To gain a better insight into the decision-making process of veterinarians in Europe, the Heads of Medicines Agencies and the Federation of Veterinarians of Europe has organized a survey involving 3004 practitioners (volunteering to answer the survey) from 25 European countries [213]. Training, published literature and experience were the most important factors recorded in the decision-making process, as well the risk for increase in antibiotic resistance and ease of administration. Since antibiotic sensitivity testing is usually performed in case of treatment failure, significant differences were observed according to types of practitioners and country. When the use of these tests is strongly recommended in national guidelines (e.g., Germany), it is performed more regularly. France, Germany and The Netherlands could render these tests mandatory before the prescription of antibiotics defined as critically important for use in humans.
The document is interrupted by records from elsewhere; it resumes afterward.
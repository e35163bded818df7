//! JSON-lines importer.
//!
//! Every non-blank line is one student record. Malformed lines and failed
//! writes are logged and counted; they never abort the run. Only a read
//! failure on the input itself does.

use std::path::Path;
use std::sync::Arc;

use exam_results_core::{
    DEFAULT_IMPORT_PROGRESS_EVERY, ImportLine, RowImportError, sample_students,
};
use exam_results_storage::StudentRepository;
use tokio::io::{AsyncBufRead, AsyncBufReadExt as _, BufReader};

use crate::ServiceError;

/// Outcome of one import run. Blank lines are not counted.
#[derive(Debug, Clone, Copy, Default, PartialEq, Eq)]
pub struct ImportReport {
    pub total: u64,
    pub imported: u64,
    pub failed: u64,
}

pub struct BatchLoader {
    students: Arc<dyn StudentRepository>,
    progress_every: u64,
}

impl BatchLoader {
    #[must_use]
    pub fn new(students: Arc<dyn StudentRepository>) -> Self {
        Self { students, progress_every: DEFAULT_IMPORT_PROGRESS_EVERY }
    }

    /// Log progress every `n` processed lines. Zero disables progress logs.
    #[must_use]
    pub fn with_progress_every(mut self, n: u64) -> Self {
        self.progress_every = n;
        self
    }

    pub async fn load_file(&self, path: &Path) -> Result<ImportReport, ServiceError> {
        let file = tokio::fs::File::open(path).await?;
        tracing::info!(path = %path.display(), "importing student records");
        self.load(BufReader::new(file)).await
    }

    pub async fn load<R>(&self, reader: R) -> Result<ImportReport, ServiceError>
    where
        R: AsyncBufRead + Unpin,
    {
        let mut report = ImportReport::default();
        let mut lines = reader.split(b'\n');
        let mut line_no: u64 = 0;

        while let Some(raw) = lines.next_segment().await? {
            line_no += 1;
            let raw = raw.strip_suffix(b"\r").unwrap_or(&raw);
            if raw.trim_ascii().is_empty() {
                continue;
            }
            report.total += 1;

            if self.import_line(line_no, raw).await {
                report.imported += 1;
            } else {
                report.failed += 1;
            }

            if self.progress_every > 0 && report.total % self.progress_every == 0 {
                tracing::info!(
                    processed = report.total,
                    imported = report.imported,
                    failed = report.failed,
                    "import progress"
                );
            }
        }

        tracing::info!(
            total = report.total,
            imported = report.imported,
            failed = report.failed,
            "import finished"
        );
        Ok(report)
    }

    /// Parse and store one line. Failures are logged and reported as `false`.
    async fn import_line(&self, line_no: u64, raw: &[u8]) -> bool {
        let parsed = String::from_utf8(raw.to_vec())
            .map_err(RowImportError::from)
            .and_then(|line| ImportLine::parse(&line))
            .and_then(ImportLine::into_new_student);
        let student = match parsed {
            Ok(student) => student,
            Err(e) => {
                tracing::warn!(line = line_no, error = %e, "skipping malformed import line");
                return false;
            },
        };

        match self.students.upsert_student(&student).await {
            Ok(_) => true,
            Err(e) => {
                tracing::warn!(
                    line = line_no,
                    index_number = %student.index_number,
                    error = %e,
                    "failed to store import line"
                );
                false
            },
        }
    }

    /// Upsert the built-in sample records in one transaction.
    pub async fn seed_sample(&self) -> Result<usize, ServiceError> {
        let written = self.students.upsert_students(&sample_students()).await?;
        tracing::info!(written, "sample records seeded");
        Ok(written)
    }
}

#[cfg(test)]
mod tests {
    use super::*;
    use crate::test_support::{FailingRepository, MemoryRepository, sqlite_storage};
    use exam_results_core::{SearchPhrase, sample_students};
    use std::sync::atomic::{AtomicUsize, Ordering};
    use tracing::field::{Field, Visit};
    use tracing_subscriber::layer::{Context, Layer, SubscriberExt as _};
    use tracing_subscriber::registry;

    const RISHVAN: &str = r#"{"Index Number":"1000012","Name":"MOHOMED RISHVAN FATHIMA RUMANA","Z-Score":"1.0128","District Rank":"1968","Island Rank":"10177","NIC Number":"200564002042","Subjects":{"ECONOMICS":"B","BUSINESS STUDIES":"C","ACCOUNTING":"S"}}"#;

    #[tokio::test]
    async fn test_load_counts_and_skips_blank_lines() {
        let repo = Arc::new(MemoryRepository::default());
        let loader = BatchLoader::new(repo.clone());
        let input = format!(
            "{RISHVAN}\n\n   \n{}\nnot json\n{}\n",
            r#"{"Index Number":1000020,"Name":"AHAMED LEBBE","Z-Score":null}"#,
            r#"{"Name":"NO INDEX"}"#,
        );

        let report = loader.load(input.as_bytes()).await.unwrap();
        assert_eq!(report, ImportReport { total: 4, imported: 2, failed: 2 });

        let lebbe = repo.get("1000020").unwrap();
        assert_eq!(lebbe.z_score, "-");
        assert_eq!(lebbe.district_rank, "-");
        assert!(lebbe.subjects.is_empty());
    }

    #[tokio::test]
    async fn test_reimport_is_idempotent_with_latest_values() {
        let repo = Arc::new(MemoryRepository::default());
        let loader = BatchLoader::new(repo.clone());
        let updated = RISHVAN.replace("\"ECONOMICS\":\"B\"", "\"ECONOMICS\":\"A\"");
        let input = format!("{RISHVAN}\n{updated}\n");

        let report = loader.load(input.as_bytes()).await.unwrap();
        assert_eq!(report.imported, 2);
        assert_eq!(repo.len(), 1);
        assert_eq!(repo.get("1000012").unwrap().subjects["ECONOMICS"], "A");
    }

    #[tokio::test]
    async fn test_store_failures_are_counted_not_fatal() {
        let loader = BatchLoader::new(Arc::new(FailingRepository));
        let input = format!("{RISHVAN}\n{RISHVAN}\n");
        let report = loader.load(input.as_bytes()).await.unwrap();
        assert_eq!(report, ImportReport { total: 2, imported: 0, failed: 2 });
    }

    #[tokio::test]
    async fn test_invalid_utf8_line_is_counted_and_skipped() {
        let repo = Arc::new(MemoryRepository::default());
        let loader = BatchLoader::new(repo.clone());
        let mut input = br#"{"Index Number":"1","Name":"BAD "#.to_vec();
        input.extend_from_slice(b"\xff NAME\"}\n");
        input.extend_from_slice(br#"{"Index Number":"2","Name":"GOOD NAME"}"#);
        input.extend_from_slice(b"\r\n");

        let report = loader.load(input.as_slice()).await.unwrap();
        assert_eq!(report, ImportReport { total: 2, imported: 1, failed: 1 });
        assert!(repo.get("1").is_none());
        assert_eq!(repo.get("2").unwrap().name, "GOOD NAME");
    }

    #[derive(Clone, Default)]
    struct ProgressCounter(Arc<AtomicUsize>);

    impl<S: tracing::Subscriber> Layer<S> for ProgressCounter {
        fn on_event(&self, event: &tracing::Event<'_>, _ctx: Context<'_, S>) {
            struct IsProgress(bool);
            impl Visit for IsProgress {
                fn record_debug(&mut self, field: &Field, value: &dyn std::fmt::Debug) {
                    if field.name() == "message" && format!("{value:?}") == "import progress" {
                        self.0 = true;
                    }
                }
            }
            let mut visitor = IsProgress(false);
            event.record(&mut visitor);
            if visitor.0 {
                self.0.fetch_add(1, Ordering::SeqCst);
            }
        }
    }

    #[tokio::test]
    async fn test_progress_is_logged_on_failed_lines_too() {
        let counter = ProgressCounter::default();
        let _guard = tracing::subscriber::set_default(registry().with(counter.clone()));

        let loader = BatchLoader::new(Arc::new(MemoryRepository::default())).with_progress_every(2);
        let input = format!("{RISHVAN}\nnot json\n{RISHVAN}\n{{\"Name\":\"NO INDEX\"}}\n");
        let report = loader.load(input.as_bytes()).await.unwrap();

        assert_eq!(report, ImportReport { total: 4, imported: 2, failed: 2 });
        assert_eq!(counter.0.load(Ordering::SeqCst), 2);
    }

    #[tokio::test]
    async fn test_missing_file_is_io_error() {
        let loader = BatchLoader::new(Arc::new(MemoryRepository::default()));
        let err = loader.load_file(Path::new("/nonexistent/students.jsonl")).await.unwrap_err();
        assert!(matches!(err, ServiceError::Io(_)));
    }

    #[tokio::test(flavor = "multi_thread")]
    async fn test_import_then_search_end_to_end() {
        let (storage, dir) = sqlite_storage();
        let storage = Arc::new(storage);
        let path = dir.path().join("students.jsonl");
        tokio::fs::write(&path, format!("{RISHVAN}\n")).await.unwrap();

        let report = BatchLoader::new(storage.clone()).load_file(&path).await.unwrap();
        assert_eq!(report.imported, 1);

        let phrase = SearchPhrase::parse("RISHVAN").unwrap();
        let hits = storage.search_students_by_name(&phrase, 20).unwrap();
        assert_eq!(hits[0].index_number, "1000012");
        let record = storage.get_student_by_index("1000012").unwrap().unwrap();
        assert_eq!(record.subjects["ECONOMICS"], "B");
    }

    #[tokio::test(flavor = "multi_thread")]
    async fn test_seed_sample_is_repeatable() {
        let (storage, _dir) = sqlite_storage();
        let storage = Arc::new(storage);
        let loader = BatchLoader::new(storage.clone());

        let expected = sample_students().len();
        assert_eq!(loader.seed_sample().await.unwrap(), expected);
        assert_eq!(loader.seed_sample().await.unwrap(), expected);
        assert_eq!(storage.count_students().unwrap(), expected as u64);
    }
}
Other measures

WHO has declared that antimicrobial resistance ‘is a complex problem driven by many interconnected factors; single, isolated interventions have little impact’ [214]. Environment must be protected from unnecessary antibacterial contamination, which requires outreach, education, communication, monitoring and transparency [215]. Management of terrestrial agriculture, treatment of wastewater (from municipalities, pharmaceutical manufacturing and hospitals) and aquaculture are particularly important. For veterinary practice, there is a general need to apply good standards of infection prevention and control. For MRSA, control measures have been proposed such as screening of all incoming cases for infection and/or nasal carriage at admission to a veterinary hospital; hygiene measures undoubtedly the most important (hand washing, gloves, masks, eye protection, disposable aprons for contact with wounds, body fluids or other contaminated, cleaning and disinfection); isolation of all suspect cases of MRSA infection [23]. Similarly, Suthar et al. have assessed a model to reduce the transmission of resistant bacteria in a veterinary hospital: the most important measures seem to be the reduction of the average length of stay of patients and hygiene measures for the staff and transmission points [216]. Keeping animals healthy is also necessary to reduce the usage of antibiotics. These ideal management practices (low animal density, improved nutritional measures) can help to control the dissemination of resistance genes between animals and from animal manure to aquatic systems and agricultural resources. Removal of antibiotic growth promoter (AGP) can generate a substantial increase in the incidence of infectious diseases in livestock and poultry, and leads to a parallel increase in the therapeutic use of antibiotics. Alternatives to AGP (e.g., plant extracts and derived substances such as tannins) are being successfully used as additives in poultry feed [217]. Antibiotic pressure could also be reduced by the availability of reliable alternative control measures such as bacteriophage treatments and vaccinations [5,218–220]. For instance, with regards to aquaculture, vaccines may help alleviate the need for antibiotics, and this option has been tried with success in Norway [221]. Expert Rev. Anti Infect. Ther. 12(12), (2014)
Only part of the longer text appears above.